それでは、オリンピックのオーバーエイジ枠の重要性について詳しくみていきましょう。

戦力アップ

オリンピックのオーバーエイジ枠を使う上で、最も重要となってくることは戦力をアップさせることができるということです。例えば、技術、経験が乏しい若手選手の中にリオネル・メッシ選手やクリスティアーノ・ロナウド選手のような経験豊富で実力のある選手を入れることで、大きな戦力アップをすることができます。

近年は若手選手の能力も高くなっていますが、世界トップクラスの選手と比べるとまだまだなので、オーバーエイジ枠を上手く活用することでチーム力の底上げをすることが可能です。

戦術の幅を広げる

オーバーエイジ枠を上手く活用することで、これまで行なってきた戦術だけではなく、新しいチームスタイルを増やすことができます。例えば、従来の戦術はポゼッションサッカーだったとしても、オーバーエイジ枠でスピードやパワー、高さのある選手を招集することでカウンターやパワープレーを行なうことも可能です。

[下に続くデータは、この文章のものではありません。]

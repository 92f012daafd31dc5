//! Core data model for the telemetry client.
//!
//! ## Architecture
//!
//! Data flows one way through these types:
//! - a transport yields a complete [`Frame`] per message
//! - the decoder turns it into a [`DecodedEvent`]
//! - telemetry events become a [`TelemetrySample`] in the shared state,
//!   everything renders into [`LogLine`]s for the log sink
//!
//! ## Usage Example
//!
//! ```rust
//! use telemlink::types::Frame;
//!
//! let event = telemlink::decoder::decode(&Frame::text("T:-0.01,0.36,6.02,2.00,2.00"));
//! let sample = event.as_telemetry().expect("telemetry line");
//! assert_eq!(sample.roll, Some(-0.01));
//! assert_eq!(sample.custom2, Some(2.0));
//! ```

mod event;
mod frame;
mod key_value;
mod log_line;
mod state;
mod telemetry;
mod update_rate;

pub use event::{BinaryPreview, ClientEvent, DecodedEvent};
pub use frame::{Frame, FrameKind};
pub use key_value::KeyValueSet;
pub use log_line::LogLine;
pub use state::ConnectionState;
pub use telemetry::{FIELD_NAMES, TelemetrySample};
pub use update_rate::UpdateRate;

このように、オーバーエイジ枠は戦術の幅を広げる重要性もあるので、既存の選手とは違ったタイプのプレイヤーを選ぶことも大切になってきます。

チームバランスを整える

オリンピックのオーバーエイジ枠は戦力を上げるだけではなく、チームバランスを整える役割も果たしています。ナショナルチームではリーダーシップを持ち、チームを引っ張っていってくれる存在がとても重要です。

しかし、オリンピックの若手選手で強烈なリーダーシップを持っている選手はそこまで多くありません。そのため、オーバーエイジ枠を使ってリーダーシップを持っている選手や士気を高めてくれるムードメーカーのような選手を選出することも重要になってきます。

相性を見極める

多くの国はオーバーエイジ枠を使って、戦力を上げようと実力のある選手を召集すると思います。しかし、オーバーエイジ枠で招集した選手とチームの相性が良くなければ、勝つことが難しいです。そのため、オーバーエイジ枠の選手とチームの戦術の相性やコンディションなども重要になってきます。

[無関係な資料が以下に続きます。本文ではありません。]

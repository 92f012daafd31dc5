//! Fixed-schema telemetry record

use std::fmt;

use chrono::{DateTime, Utc};
use serde::{Deserialize, Serialize};

/// Field order of the `T:` wire format
pub const FIELD_NAMES: [&str; 5] = ["roll", "pitch", "yaw", "custom1", "custom2"];

/// One decoded sensor reading.
///
/// Each numeric field is `None` when its CSV position was missing or did not
/// parse; absence is never reported as zero.
#[derive(Debug, Clone, PartialEq, Serialize, Deserialize)]
pub struct TelemetrySample {
    pub captured_at: DateTime<Utc>,
    pub roll: Option<f64>,
    pub pitch: Option<f64>,
    pub yaw: Option<f64>,
    pub custom1: Option<f64>,
    pub custom2: Option<f64>,
    pub raw_line: String,
}

impl TelemetrySample {
    /// Build a sample from up to five values in wire order.
    pub fn from_fields(
        captured_at: DateTime<Utc>,
        fields: [Option<f64>; 5],
        raw_line: impl Into<String>,
    ) -> Self {
        let [roll, pitch, yaw, custom1, custom2] = fields;
        Self { captured_at, roll, pitch, yaw, custom1, custom2, raw_line: raw_line.into() }
    }

    /// Values in wire order
    pub fn fields(&self) -> [Option<f64>; 5] {
        [self.roll, self.pitch, self.yaw, self.custom1, self.custom2]
    }

    /// Number of fields that carry a value
    pub fn present_fields(&self) -> usize {
        self.fields().iter().filter(|f| f.is_some()).count()
    }
}

impl fmt::Display for TelemetrySample {
    fn fmt(&self, f: &mut fmt::Formatter<'_>) -> fmt::Result {
        write!(f, "{}", self.captured_at.format("%H:%M:%S%.3f"))?;
        for (name, value) in FIELD_NAMES.iter().zip(self.fields()) {
            match value {
                Some(v) => write!(f, " {name}={v:.2}")?,
                None => write!(f, " {name}=n/a")?,
            }
        }
        Ok(())
    }
}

実際に、オーバーエイジ枠で招集した選手のコンディションや相性が悪く、戦犯になってしまったこともあるので、単純に能力の高さだけで選ぶのは危険なのかもしれないですね。

オリンピックのオーバーエイジ枠のルールは?拒否される?

オーバーエイジ枠は戦力をアップさせたり、戦術の幅を広げたりと様々な面でプラスに働いてくれますが、どのようなルールがあるのでしょうか。

オリンピックのオーバーエイジ枠で年齢制限なしで招集できる選手は3人までとなっています。ただ、オーバーエイジ枠は必ずしも使用しなければいけないというものではなく、23歳以下の選手だけで構成することも可能です。

このように、オーバーエイジ枠は3人まで年齢関係なく選手を招集できますが、拒否されることもあるというのは本当なのでしょうか。

オーバーエイジ枠は拒否されやすい

オリンピックのオーバーエイジ枠はワールドカップなどの招集とは違って、拒否されることが少なくありません。ただ、オーバーエイジ枠の招集を拒否するのは選手というよりも、所属クラブの意見が大きいです。

サッカーにおいては、オリンピックはワールドカップよりも下だと思われており、多くのクラブが消極的であることがあります。また、本来であれば、チームに合流してトレーニングを行なっている期間に選手を送り出すことは怪我のリスクやコンディション低下にも繋がってしまうので、拒否されることが多いようです。

まとめ

今回はオリンピックに年齢制限があるのはなぜなのか、オーバーエイジ枠の重要性やルールを解説しました。

オリンピックには年齢制限やオーバーエイジ枠という特殊なルールがありますが、将来のスーパースター候補を多く見ることができます。

2028年のロサンゼルスオリンピックにはどんな選手が出るのか、各国のオーバーエイジ枠などについても注目していきましょう。